Ebbene sì: ci hanno bacchettato. Non in tanti, per fortuna, ma qualcuno sì. Qualcuno che purtroppo non ha capito il senso del nostro invito ai lettori a dire la propria, riguardo al processo a carico di Virginia Raggi. E non avendolo capito (lo sappiamo: può succedere) si è inalberato. Rimbeccandoci con frasi del tipo “i processi li fanno i giudici non i social”, “Non c'è l'opzione: basta perdere tempo con queste cazzate?”, “un sondaggio su un processo? vabbè ve levo solo il mi piace va… vi evito pipponi”.

Potevamo infischiarcene, ovviamente. Ma siccome siamo abituati ad andare al di là del fatterello specifico, cercando invece di afferrare gli spunti che esso offre, prendiamo la palla al balzo e proviamo a chiarire.
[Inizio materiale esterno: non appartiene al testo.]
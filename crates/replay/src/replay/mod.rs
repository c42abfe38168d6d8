mod recording;
mod scheduler;
mod timeline;

pub use recording::{LogError, LogLine, ReplayLog, parse_timestamp};
pub use scheduler::{ReplayError, Replayer, SessionStats};
pub use timeline::Timeline;
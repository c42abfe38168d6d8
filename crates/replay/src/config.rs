use std::net::{IpAddr, Ipv4Addr, SocketAddr};

/// Largest datagram the monitors will accept.
pub const MAX_DATAGRAM_SIZE: usize = 1500;

/// TCP monitors read in chunks of this size.
pub const STREAM_READ_SIZE: usize = 1024;

#[derive(Debug, Clone, Default)]
pub struct ReplayConfig {
    /// Start a new session as soon as the log is exhausted.
    pub repeat: bool,
}

#[derive(Debug, Clone)]
pub struct BroadcastConfig {
    pub port: u16,
    pub destination: Ipv4Addr,
    /// Local addresses to send from. Empty means the unspecified address.
    pub sources: Vec<Ipv4Addr>,
}

impl BroadcastConfig {
    pub fn new(port: u16) -> Self {
        Self {
            port,
            ..Default::default()
        }
    }

    pub fn with_sources(mut self, sources: Vec<Ipv4Addr>) -> Self {
        self.sources = sources;
        self
    }

    pub fn destination_addr(&self) -> SocketAddr {
        SocketAddr::new(IpAddr::V4(self.destination), self.port)
    }
}

impl Default for BroadcastConfig {
    fn default() -> Self {
        Self {
            port: 0,
            destination: Ipv4Addr::BROADCAST,
            sources: Vec::new(),
        }
    }
}

/// `0.0.0.0:<port>`, the address every listener binds to.
pub fn any_addr(port: u16) -> SocketAddr {
    SocketAddr::new(IpAddr::V4(Ipv4Addr::UNSPECIFIED), port)
}

#[cfg(test)]
mod tests {
    use super::*;

    #[test]
    fn broadcast_defaults_to_limited_broadcast() {
        let config = BroadcastConfig::new(2000);
        assert_eq!(
            config.destination_addr(),
            "255.255.255.255:2000".parse::<SocketAddr>().unwrap()
        );
        assert!(config.sources.is_empty());
    }
}
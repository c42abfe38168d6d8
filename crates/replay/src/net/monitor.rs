use std::io::{self, Write};
use std::net::SocketAddr;

use tokio::io::{AsyncRead, AsyncReadExt};
use tokio::net::{TcpListener, TcpStream, ToSocketAddrs, UdpSocket};

use crate::config::{MAX_DATAGRAM_SIZE, STREAM_READ_SIZE};

/// Receive-only listener that prints every datagram it gets.
pub struct UdpMonitor {
    socket: UdpSocket,
    local_addr: SocketAddr,
    recv_buffer: [u8; MAX_DATAGRAM_SIZE],
}

impl UdpMonitor {
    pub async fn bind<A: ToSocketAddrs>(addr: A) -> io::Result<Self> {
        let socket = UdpSocket::bind(addr).await?;
        socket.set_broadcast(true)?;
        let local_addr = socket.local_addr()?;

        Ok(Self {
            socket,
            local_addr,
            recv_buffer: [0u8; MAX_DATAGRAM_SIZE],
        })
    }

    pub fn local_addr(&self) -> SocketAddr {
        self.local_addr
    }

    /// Next datagram decoded as UTF-8 with surrounding whitespace removed.
    pub async fn recv_text(&mut self) -> io::Result<(String, SocketAddr)> {
        let (size, addr) = self.socket.recv_from(&mut self.recv_buffer).await?;
        let text = String::from_utf8_lossy(&self.recv_buffer[..size])
            .trim()
            .to_owned();
        Ok((text, addr))
    }

    /// Prints datagrams to `out` until an I/O error occurs.
    pub async fn run<W: Write>(&mut self, out: &mut W) -> io::Result<()> {
        loop {
            let (text, addr) = self.recv_text().await?;
            log::trace!("{} bytes from {}", text.len(), addr);
            writeln!(out, "{}", text)?;
            out.flush()?;
        }
    }
}

/// Accepts one stream connection and echoes what it receives.
pub struct TcpMonitor {
    listener: TcpListener,
    local_addr: SocketAddr,
}

impl TcpMonitor {
    pub async fn bind<A: ToSocketAddrs>(addr: A) -> io::Result<Self> {
        let listener = TcpListener::bind(addr).await?;
        let local_addr = listener.local_addr()?;
        Ok(Self {
            listener,
            local_addr,
        })
    }

    pub fn local_addr(&self) -> SocketAddr {
        self.local_addr
    }

    pub async fn accept(&self) -> io::Result<(TcpStream, SocketAddr)> {
        self.listener.accept().await
    }
}

/// Copies decoded text from `stream` to `out` until the peer closes.
///
/// A character split across reads is held back until its remaining bytes
/// arrive. Invalid bytes print as U+FFFD. Returns the number of bytes received.
pub async fn forward<R, W>(stream: &mut R, out: &mut W) -> io::Result<u64>
where
    R: AsyncRead + Unpin,
    W: Write,
{
    let mut buffer = [0u8; STREAM_READ_SIZE];
    let mut pending = Vec::with_capacity(STREAM_READ_SIZE);
    let mut total = 0u64;

    loop {
        let size = stream.read(&mut buffer).await?;
        if size == 0 {
            if !pending.is_empty() {
                out.write_all(String::from_utf8_lossy(&pending).as_bytes())?;
                out.flush()?;
            }
            return Ok(total);
        }
        total += size as u64;
        pending.extend_from_slice(&buffer[..size]);

        let consumed = write_decoded(&pending, out)?;
        pending.drain(..consumed);
        out.flush()?;
    }
}

/// Writes the decodable prefix of `bytes` and returns how many bytes it used.
/// An incomplete character at the end is left for the next read.
fn write_decoded<W: Write>(bytes: &[u8], out: &mut W) -> io::Result<usize> {
    let mut rest = bytes;
    loop {
        match std::str::from_utf8(rest) {
            Ok(text) => {
                out.write_all(text.as_bytes())?;
                return Ok(bytes.len());
            }
            Err(e) => {
                let (valid, after) = rest.split_at(e.valid_up_to());
                out.write_all(valid)?;
                match e.error_len() {
                    Some(invalid) => {
                        out.write_all("\u{fffd}".as_bytes())?;
                        rest = &after[invalid..];
                    }
                    None => return Ok(bytes.len() - after.len()),
                }
            }
        }
    }
}
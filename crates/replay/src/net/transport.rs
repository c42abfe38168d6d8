use std::io;
use std::net::SocketAddr;

use tokio::net::{TcpListener, TcpStream, ToSocketAddrs};

use super::sink::StreamSink;

/// Listener that hands out exactly one connection per replay session.
#[derive(Debug)]
pub struct ReplayListener {
    listener: TcpListener,
    local_addr: SocketAddr,
}

impl ReplayListener {
    pub async fn bind<A: ToSocketAddrs>(addr: A) -> io::Result<Self> {
        let listener = TcpListener::bind(addr).await?;
        let local_addr = listener.local_addr()?;
        Ok(Self {
            listener,
            local_addr,
        })
    }

    pub fn local_addr(&self) -> SocketAddr {
        self.local_addr
    }

    pub async fn accept(&self) -> io::Result<(StreamSink<TcpStream>, SocketAddr)> {
        let (stream, peer) = self.listener.accept().await?;
        stream.set_nodelay(true)?;
        Ok((StreamSink::new(stream), peer))
    }
}

/// Opens the single outbound connection a transmitter writes to.
pub async fn connect<A: ToSocketAddrs>(addr: A) -> io::Result<StreamSink<TcpStream>> {
    let stream = TcpStream::connect(addr).await?;
    stream.set_nodelay(true)?;
    Ok(StreamSink::new(stream))
}
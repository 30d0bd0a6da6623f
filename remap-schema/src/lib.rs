//! TypeScript declaration extraction.
//!
//! Scans a `.ts` declaration file and yields structured entities (name, typed
//! properties, optionality) plus the import statements found in it. The
//! scanner is deliberately shallow: it reads property signatures as written
//! instead of resolving types, which is exactly the granularity the mapping
//! inference engine works at.

mod comments;
mod imports;
mod interfaces;

use std::path::Path;

use eyre::{Context, Result};
use remap_ir::{ImportDeclaration, SchemaEntity};

/// Which declarations are visible to extraction.
#[derive(Debug, Clone, Copy, PartialEq, Eq, Default)]
pub enum Visibility {
    /// Only `export interface` declarations.
    #[default]
    ExportedOnly,
    /// Every interface declaration, exported or not.
    All,
}

/// Options controlling extraction.
#[derive(Debug, Clone, Copy, Default)]
pub struct ExtractOptions {
    pub visibility: Visibility,
}

/// The structured content of one declaration file.
#[derive(Debug, Clone, Default)]
pub struct FileSchemas {
    /// Entities in declaration order.
    pub entities: Vec<SchemaEntity>,
    /// Import statements in source order.
    pub imports: Vec<ImportDeclaration>,
}

impl FileSchemas {
    /// Names of the extracted entities, in declaration order.
    pub fn entity_names(&self) -> Vec<String> {
        self.entities.iter().map(|e| e.name.clone()).collect()
    }
}

/// Extract entities and imports from a declaration source string.
///
/// `file` is the location recorded on each import declaration; it is what
/// relative specifiers are later resolved against.
pub fn extract_str(src: &str, file: &str, options: ExtractOptions) -> FileSchemas {
    let stripped = comments::strip_comments(src);
    FileSchemas {
        entities: interfaces::scan_interfaces(&stripped, options.visibility),
        imports: imports::scan_imports(&stripped, file),
    }
}

/// Extract entities and imports from a declaration file on disk.
pub fn extract_file(path: impl AsRef<Path>, options: ExtractOptions) -> Result<FileSchemas> {
    let path = path.as_ref();
    let src = std::fs::read_to_string(path)
        .wrap_err_with(|| format!("failed to read declaration file '{}'", path.display()))?;
    Ok(extract_str(&src, &path.display().to_string(), options))
}

#[cfg(test)]
mod tests {
    use std::fs;

    use tempfile::TempDir;

    use super::*;

    #[test]
    fn test_extract_file_reads_from_disk() {
        let temp = TempDir::new().unwrap();
        let path = temp.path().join("models.ts");
        fs::write(&path, "export interface User { id: number }\n").unwrap();

        let schemas = extract_file(&path, ExtractOptions::default()).unwrap();

        assert_eq!(schemas.entity_names(), vec!["User"]);
    }

    #[test]
    fn test_extract_file_missing_is_an_error() {
        let temp = TempDir::new().unwrap();
        let path = temp.path().join("absent.ts");

        assert!(extract_file(&path, ExtractOptions::default()).is_err());
    }
}
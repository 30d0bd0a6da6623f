//! The mapping inference engine.
//!
//! Classifies every property declared on a target entity against the source
//! entity's properties. The engine is total: absent or mismatched properties
//! degrade to custom-map entries rather than failing, so unmappable cases are
//! pushed to the caller of the generated code.

use remap_ir::{
    ClassificationKind, MappingPlan, PropertyClassification, PropertyDescriptor, SchemaEntity,
};

const UNION_DELIMITER: char = '|';

/// Drop `undefined` and `null` members from a `|`-delimited union, leaving
/// the core shape two properties are compared on.
fn strip_nullable_members(ty: &str) -> String {
    ty.split(UNION_DELIMITER)
        .map(str::trim)
        .filter(|member| *member != "undefined" && *member != "null")
        .collect::<Vec<_>>()
        .join("|")
}

/// A type admits absence when its text mentions `null` or `undefined`, or
/// the optional marker is set. Substring matching, not structural analysis.
fn is_nullable(ty: &str, optional: bool) -> bool {
    ty.contains("null") || ty.contains("undefined") || optional
}

/// Return type of the custom-map callback for a target property.
fn return_type(prop: &PropertyDescriptor) -> String {
    if prop.optional {
        format!("{} | undefined", prop.ty)
    } else {
        prop.ty.clone()
    }
}

/// Build the mapping plan for one (source, target) entity pair.
///
/// Exactly one classification is produced per target-declared property, in
/// declaration order. Auto-mapped properties double as their own optional
/// custom-override slot.
pub fn infer_pair(source: &SchemaEntity, target: &SchemaEntity) -> MappingPlan {
    let mut properties = Vec::with_capacity(target.props.len());

    for (name, target_prop) in &target.props {
        let source_prop = source.prop(name);

        let target_core = strip_nullable_members(&target_prop.ty);
        let source_core = source_prop.map(|p| strip_nullable_members(&p.ty));

        let kind = if source_core.as_deref() != Some(target_core.as_str()) {
            // absent from the source, or the core shapes differ
            ClassificationKind::CustomMapRequired
        } else {
            let source_nullable = source_prop.is_some_and(|p| is_nullable(&p.ty, p.optional));
            let target_nullable = is_nullable(&target_prop.ty, target_prop.optional);
            if source_nullable && !target_nullable {
                // narrowing nullable -> non-nullable must be explicit
                ClassificationKind::CustomMapRequired
            } else {
                ClassificationKind::AutoMapped
            }
        };

        properties.push(PropertyClassification {
            name: name.clone(),
            kind,
            return_type: return_type(target_prop),
            optional: kind == ClassificationKind::AutoMapped,
        });
    }

    let custom_map_optional = properties.iter().all(|p| p.optional);
    MappingPlan {
        source_name: source.name.clone(),
        target_name: target.name.clone(),
        properties,
        custom_map_optional,
    }
}

/// Plans for the full cartesian product of source entities against target
/// entities.
///
/// One file may declare several related entities with no explicit
/// correspondence, so every pair gets a plan rather than matching 1:1 by
/// declaration order.
pub fn infer_all(sources: &[SchemaEntity], targets: &[SchemaEntity]) -> Vec<MappingPlan> {
    sources
        .iter()
        .flat_map(|source| targets.iter().map(move |target| infer_pair(source, target)))
        .collect()
}

#[cfg(test)]
mod tests {
    use super::*;

    fn entity(name: &str) -> SchemaEntity {
        SchemaEntity::new(name)
    }

    #[test]
    fn test_one_classification_per_target_property() {
        let source = entity("A").with_prop("x", "string", false);
        let target = entity("B")
            .with_prop("x", "string", false)
            .with_prop("y", "number", false)
            .with_prop("z", "boolean", true);

        let plan = infer_pair(&source, &target);
        assert_eq!(plan.properties.len(), target.props.len());
    }

    #[test]
    fn test_safe_copy_is_auto_mapped_with_optional_override() {
        let source = entity("A").with_prop("x", "string", false);
        let target = entity("B").with_prop("x", "string", false);

        let plan = infer_pair(&source, &target);
        let prop = &plan.properties[0];
        assert_eq!(prop.kind, ClassificationKind::AutoMapped);
        assert!(prop.optional);
        assert_eq!(prop.return_type, "string");
        assert!(plan.custom_map_optional);
    }

    #[test]
    fn test_absent_property_requires_custom_map() {
        let source = entity("A");
        let target = entity("B").with_prop("x", "string | null", true);

        let plan = infer_pair(&source, &target);
        let prop = &plan.properties[0];
        assert_eq!(prop.kind, ClassificationKind::CustomMapRequired);
        assert!(!prop.optional);
        assert!(!plan.custom_map_optional);
    }

    #[test]
    fn test_core_type_mismatch_requires_custom_map() {
        let source = entity("A").with_prop("x", "number", false);
        let target = entity("B").with_prop("x", "string", false);

        let plan = infer_pair(&source, &target);
        assert_eq!(plan.properties[0].kind, ClassificationKind::CustomMapRequired);
    }

    #[test]
    fn test_narrowing_nullable_to_non_nullable_requires_custom_map() {
        let source = entity("A").with_prop("x", "string | null", false);
        let target = entity("B").with_prop("x", "string", false);

        let plan = infer_pair(&source, &target);
        let prop = &plan.properties[0];
        assert_eq!(prop.kind, ClassificationKind::CustomMapRequired);
        assert!(!prop.optional);
    }

    #[test]
    fn test_widening_to_nullable_is_auto_mapped() {
        let source = entity("A").with_prop("x", "string", false);
        let target = entity("B").with_prop("x", "string | null", false);

        let plan = infer_pair(&source, &target);
        assert_eq!(plan.properties[0].kind, ClassificationKind::AutoMapped);
    }

    #[test]
    fn test_both_nullable_is_auto_mapped() {
        let source = entity("A").with_prop("x", "string | undefined", false);
        let target = entity("B").with_prop("x", "string", true);

        let plan = infer_pair(&source, &target);
        assert_eq!(plan.properties[0].kind, ClassificationKind::AutoMapped);
    }

    #[test]
    fn test_optional_marker_alone_makes_source_nullable() {
        let source = entity("A").with_prop("x", "string", true);
        let target = entity("B").with_prop("x", "string", false);

        let plan = infer_pair(&source, &target);
        assert_eq!(plan.properties[0].kind, ClassificationKind::CustomMapRequired);
    }

    #[test]
    fn test_return_type_appends_undefined_for_optional_target() {
        let source = entity("A");
        let target = entity("B").with_prop("x", "string", true);

        let plan = infer_pair(&source, &target);
        assert_eq!(plan.properties[0].return_type, "string | undefined");
    }

    #[test]
    fn test_nullability_is_a_substring_test() {
        // "Nullable" contains "null", so both sides count as nullable and the
        // copy stays automatic.
        let source = entity("A").with_prop("x", "Nullable<string>", false);
        let target = entity("B").with_prop("x", "Nullable<string>", false);

        let plan = infer_pair(&source, &target);
        assert_eq!(plan.properties[0].kind, ClassificationKind::AutoMapped);
    }

    #[test]
    fn test_union_members_trimmed_before_comparison() {
        let source = entity("A").with_prop("x", "string|null", false);
        let target = entity("B").with_prop("x", "string | null", false);

        let plan = infer_pair(&source, &target);
        assert_eq!(plan.properties[0].kind, ClassificationKind::AutoMapped);
    }

    #[test]
    fn test_inference_is_idempotent() {
        let source = entity("A")
            .with_prop("x", "string | null", false)
            .with_prop("y", "number", true);
        let target = entity("B")
            .with_prop("x", "string", false)
            .with_prop("y", "number", true)
            .with_prop("z", "Date", false);

        assert_eq!(infer_pair(&source, &target), infer_pair(&source, &target));
    }

    #[test]
    fn test_cartesian_product_over_entity_sets() {
        let sources = vec![entity("A"), entity("B")];
        let targets = vec![entity("C"), entity("D"), entity("E")];

        let plans = infer_all(&sources, &targets);
        assert_eq!(plans.len(), 6);
        assert_eq!(plans[0].source_name, "A");
        assert_eq!(plans[0].target_name, "C");
        assert_eq!(plans[5].source_name, "B");
        assert_eq!(plans[5].target_name, "E");
    }

    #[test]
    fn test_empty_target_yields_vacuously_optional_plan() {
        let plan = infer_pair(&entity("A").with_prop("x", "string", false), &entity("B"));
        assert!(plan.properties.is_empty());
        assert!(plan.custom_map_optional);
    }
}
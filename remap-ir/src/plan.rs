//! Mapping plans produced by the inference engine.

/// How a single target property is produced by the generated mapper.
#[derive(Debug, Clone, Copy, PartialEq, Eq)]
pub enum ClassificationKind {
    /// Generatable as a direct copy from the matching source property.
    AutoMapped,
    /// Value must be supplied by hand-written logic at use time.
    CustomMapRequired,
}

/// The classification of one target-declared property.
///
/// Every target property gets exactly one of these. Auto-mapped properties
/// double as their own custom-override slot, which is why `optional` is true
/// exactly when `kind` is [`ClassificationKind::AutoMapped`].
#[derive(Debug, Clone, PartialEq, Eq)]
pub struct PropertyClassification {
    /// Property name as declared on the target entity.
    pub name: String,
    pub kind: ClassificationKind,
    /// Return type of the custom-map callback for this property.
    pub return_type: String,
    /// Whether the custom-map slot may be omitted by the caller.
    pub optional: bool,
}

impl PropertyClassification {
    /// Whether this property is copied automatically.
    pub fn is_auto(&self) -> bool {
        self.kind == ClassificationKind::AutoMapped
    }
}

/// The classified description of how to transform one schema entity into
/// another.
#[derive(Debug, Clone, PartialEq, Eq)]
pub struct MappingPlan {
    /// Name of the entity being mapped from.
    pub source_name: String,
    /// Name of the entity being mapped to.
    pub target_name: String,
    /// One classification per target-declared property, in declaration order.
    pub properties: Vec<PropertyClassification>,
    /// True iff every custom-map slot may be omitted, i.e. every property is
    /// auto-mapped.
    pub custom_map_optional: bool,
}

#[cfg(test)]
mod tests {
    use super::*;

    #[test]
    fn test_is_auto() {
        let auto = PropertyClassification {
            name: "x".to_string(),
            kind: ClassificationKind::AutoMapped,
            return_type: "string".to_string(),
            optional: true,
        };
        let custom = PropertyClassification {
            kind: ClassificationKind::CustomMapRequired,
            optional: false,
            ..auto.clone()
        };
        assert!(auto.is_auto());
        assert!(!custom.is_auto());
    }
}
//! Import statement scanning.

use remap_core::paths;
use remap_ir::ImportDeclaration;

use crate::interfaces::is_ident_char;

/// An import statement that spans more lines than this is abandoned as
/// malformed rather than swallowing the rest of the file.
const MAX_STATEMENT_LINES: usize = 16;

/// Scan a comment-stripped source for import statements.
///
/// `file` is recorded as the declaring location on every statement found.
pub(crate) fn scan_imports(src: &str, file: &str) -> Vec<ImportDeclaration> {
    let mut imports = Vec::new();
    let mut buffer: Option<String> = None;
    let mut buffered_lines = 0usize;

    for line in src.lines() {
        let trimmed = line.trim();
        match &mut buffer {
            None => {
                if !starts_import(trimmed) {
                    continue;
                }
                buffer = Some(trimmed.to_string());
                buffered_lines = 1;
            }
            Some(stmt) => {
                stmt.push('\n');
                stmt.push_str(trimmed);
                buffered_lines += 1;
            }
        }

        if let Some(stmt) = buffer.take() {
            if let Some(specifier) = extract_specifier(&stmt) {
                imports.push(ImportDeclaration {
                    file: file.to_string(),
                    raw: stmt,
                    relative: paths::is_relative(&specifier),
                    specifier,
                });
            } else if buffered_lines < MAX_STATEMENT_LINES {
                buffer = Some(stmt);
            }
        }
    }
    imports
}

fn starts_import(line: &str) -> bool {
    line == "import"
        || line.starts_with("import ")
        || line.starts_with("import{")
        || line.starts_with("import\"")
        || line.starts_with("import'")
}

/// Extract the quoted module specifier from a complete import statement.
///
/// Returns `None` while the statement is still incomplete (no closed
/// specifier yet), which is what drives multi-line accumulation.
fn extract_specifier(stmt: &str) -> Option<String> {
    let after = match find_word(stmt, "from") {
        Some(at) => stmt[at + "from".len()..].trim_start(),
        // side-effect import: `import "./polyfill"`
        None => stmt.strip_prefix("import")?.trim_start(),
    };

    let quote = after.chars().next().filter(|&c| c == '"' || c == '\'')?;
    let rest = &after[1..];
    let end = rest.find(quote)?;
    Some(rest[..end].to_string())
}

/// First occurrence of `word` with identifier boundaries on both sides.
fn find_word(s: &str, word: &str) -> Option<usize> {
    let mut search = 0;
    while let Some(rel) = s[search..].find(word) {
        let at = search + rel;
        let end = at + word.len();
        let before_ok = s[..at].chars().next_back().is_none_or(|c| !is_ident_char(c));
        let after_ok = s[end..].chars().next().is_none_or(|c| !is_ident_char(c));
        if before_ok && after_ok {
            return Some(at);
        }
        search = end;
    }
    None
}
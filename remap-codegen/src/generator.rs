//! Generation orchestration.
//!
//! Processes validated requests in config order, folding each request's
//! imports and plans into one run-wide artifact, then renders and writes it
//! through a single sink. Strictly single-threaded and synchronous; nothing
//! survives past the emitted artifact.

use std::collections::HashMap;
use std::path::Path;

use eyre::Result;
use remap_core::{paths, write_file};
use remap_ir::{GeneratedArtifact, MappingRequest};
use remap_schema::{ExtractOptions, FileSchemas, extract_file};

use crate::imports::ImportAggregator;
use crate::infer::infer_all;
use crate::render::TypeScriptRenderer;

/// Summary of one generation run.
#[derive(Debug, Default)]
pub struct GenerateReport {
    /// Requests that produced mapping plans, in processing order.
    pub processed: Vec<MappingRequest>,
    /// Requests skipped because a source or target file was missing.
    pub skipped: Vec<MappingRequest>,
    /// Number of mapper functions in the artifact.
    pub mappers: usize,
    /// Number of import statements in the artifact.
    pub imports: usize,
}

/// Drives one generation run.
pub struct Generator {
    requests: Vec<MappingRequest>,
    options: ExtractOptions,
    /// Extraction cache keyed by file location: one parse per distinct file,
    /// however many requests reference it.
    cache: HashMap<String, FileSchemas>,
}

impl Generator {
    /// Create a generator over validated requests.
    pub fn new(requests: Vec<MappingRequest>, options: ExtractOptions) -> Self {
        Self {
            requests,
            options,
            cache: HashMap::new(),
        }
    }

    /// Assemble and render the artifact without touching the output sink.
    ///
    /// `output` is the location the artifact is destined for; import
    /// specifiers are computed relative to it.
    pub fn preview(&mut self, output: &Path) -> Result<(String, GenerateReport)> {
        let location = paths::normalize(&output.to_string_lossy());
        let (artifact, report) = self.assemble(&location)?;
        Ok((TypeScriptRenderer::new().render_artifact(&artifact), report))
    }

    /// Generate the artifact and write it to `output`.
    pub fn generate(&mut self, output: &Path) -> Result<GenerateReport> {
        let (content, report) = self.preview(output)?;
        write_file(output, &content)?;
        Ok(report)
    }

    fn assemble(&mut self, output: &str) -> Result<(GeneratedArtifact, GenerateReport)> {
        let mut aggregator = ImportAggregator::new(output);
        let mut mappers = Vec::new();
        let mut report = GenerateReport::default();

        for request in self.requests.clone() {
            // a request with a missing input is skipped, not fatal
            if !Path::new(&request.source).exists() || !Path::new(&request.target).exists() {
                report.skipped.push(request);
                continue;
            }

            let source = self.extract_cached(&request.source)?;
            let target = self.extract_cached(&request.target)?;

            aggregator.add_entity_import(&request.source, &source.entity_names());
            aggregator.add_entity_import(&request.target, &target.entity_names());
            aggregator.add_declarations(&source.imports);
            aggregator.add_declarations(&target.imports);

            mappers.extend(infer_all(&source.entities, &target.entities));
            if request.bidirectional {
                mappers.extend(infer_all(&target.entities, &source.entities));
            }
            report.processed.push(request);
        }

        report.mappers = mappers.len();
        report.imports = aggregator.len();

        let artifact = GeneratedArtifact {
            imports: aggregator.into_statements(),
            mappers,
        };
        Ok((artifact, report))
    }

    fn extract_cached(&mut self, location: &str) -> Result<FileSchemas> {
        if let Some(hit) = self.cache.get(location) {
            return Ok(hit.clone());
        }
        let schemas = extract_file(location, self.options)?;
        self.cache.insert(location.to_string(), schemas.clone());
        Ok(schemas)
    }
}
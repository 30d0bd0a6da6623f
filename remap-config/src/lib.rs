//! JSON mapping config parsing and validation.
//!
//! The config file is a JSON array of entries:
//!
//! ```json
//! [
//!   { "source": "src/models.ts", "target": "src/view-models.ts" },
//!   { "source": "src/a.ts", "target": "src/b.ts", "viceVersa": true }
//! ]
//! ```
//!
//! Validation yields [`remap_ir::MappingRequest`] values deduplicated by full
//! structural equality, with first-occurrence order preserved. All failures
//! are fatal and carry [`miette`] source labels.

// Miette's derive macro generates code that triggers these warnings
#![allow(unused_assignments)]

mod error;
mod file;
mod validate;

use std::path::Path;

pub use error::{Error, Result};
pub use file::ConfigFile;
use remap_ir::MappingRequest;

/// Parse and validate a mapping config file from the given path
pub fn parse_file(path: impl AsRef<Path>) -> Result<Vec<MappingRequest>> {
    Ok(ConfigFile::open(path)?.into_requests())
}

/// Parse and validate a mapping config from a string (uses "mapping.json" as
/// default filename)
pub fn parse_str(content: &str) -> Result<Vec<MappingRequest>> {
    parse_str_with_filename(content, "mapping.json")
}

/// Parse and validate a mapping config from a string with a custom filename
/// for error reporting
pub fn parse_str_with_filename(content: &str, filename: &str) -> Result<Vec<MappingRequest>> {
    validate::validate(content, filename)
}
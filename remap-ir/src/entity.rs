//! Schema entities and their typed properties.

use indexmap::IndexMap;

/// A typed property as declared on an entity.
#[derive(Debug, Clone, PartialEq, Eq)]
pub struct PropertyDescriptor {
    /// String-encoded type expression, possibly a `|`-delimited union
    /// (e.g. `"string"`, `"number | null"`).
    pub ty: String,
    /// Whether the declaration carries an optional marker (`name?: T`).
    pub optional: bool,
}

impl PropertyDescriptor {
    /// Create a new property descriptor.
    pub fn new(ty: impl Into<String>, optional: bool) -> Self {
        Self {
            ty: ty.into(),
            optional,
        }
    }
}

/// A named declaration with a set of typed properties, independent of any
/// particular declaration syntax.
///
/// Property names are unique per entity. Iteration order of `props` is
/// declaration order, which is what classification order is defined over.
#[derive(Debug, Clone, PartialEq, Eq, Default)]
pub struct SchemaEntity {
    /// Declared entity name.
    pub name: String,
    /// Property name → descriptor, in declaration order.
    pub props: IndexMap<String, PropertyDescriptor>,
}

impl SchemaEntity {
    /// Create a new entity with no properties.
    pub fn new(name: impl Into<String>) -> Self {
        Self {
            name: name.into(),
            props: IndexMap::new(),
        }
    }

    /// Add a property, replacing any previous declaration of the same name.
    pub fn with_prop(mut self, name: impl Into<String>, ty: impl Into<String>, optional: bool) -> Self {
        self.props
            .insert(name.into(), PropertyDescriptor::new(ty, optional));
        self
    }

    /// Look up a property by name.
    pub fn prop(&self, name: &str) -> Option<&PropertyDescriptor> {
        self.props.get(name)
    }
}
Dritti al punto: ma certo che i processi si fanno in tribunale. Tuttavia, dei processi è lecito parlare anche altrove. Ed è altrettanto lecito farlo in diverse maniere e da differenti angolazioni. In questo caso, ci è sembrato interessante sentire la voce dei lettori. E dare loro l’occasione di confrontarsi in uno spazio aperto e non filtrato come Facebook. Mica per attizzare la furia dei “commentatori da tastiera”, ma per sondare il pensiero – e non soltanto gli umori – di chi ci segue più o meno abitualmente. D’altronde, nel lanciare il sondaggio abbiamo usato toni quanto mai pacati e anche per questo confidavamo che non si scatenasse nessun vespaio, come in effetti non si è scatenato.

Chi ci ha rimbrottato, dunque, si è lasciato travolgere dalla fretta. E magari dal fastidio, sacrosanto, per i tanti altri che sono sempre pronti a soffiare sul fuoco delle tifoserie contrapposte. Noi, e la generalità dei nostri articoli sta lì a dimostrarlo, siamo di tutt’altra pasta: non titilliamo in alcun modo i lettori stupidi. Ma ogni tanto, eh già, ci piace coinvolgere quelli intelligenti.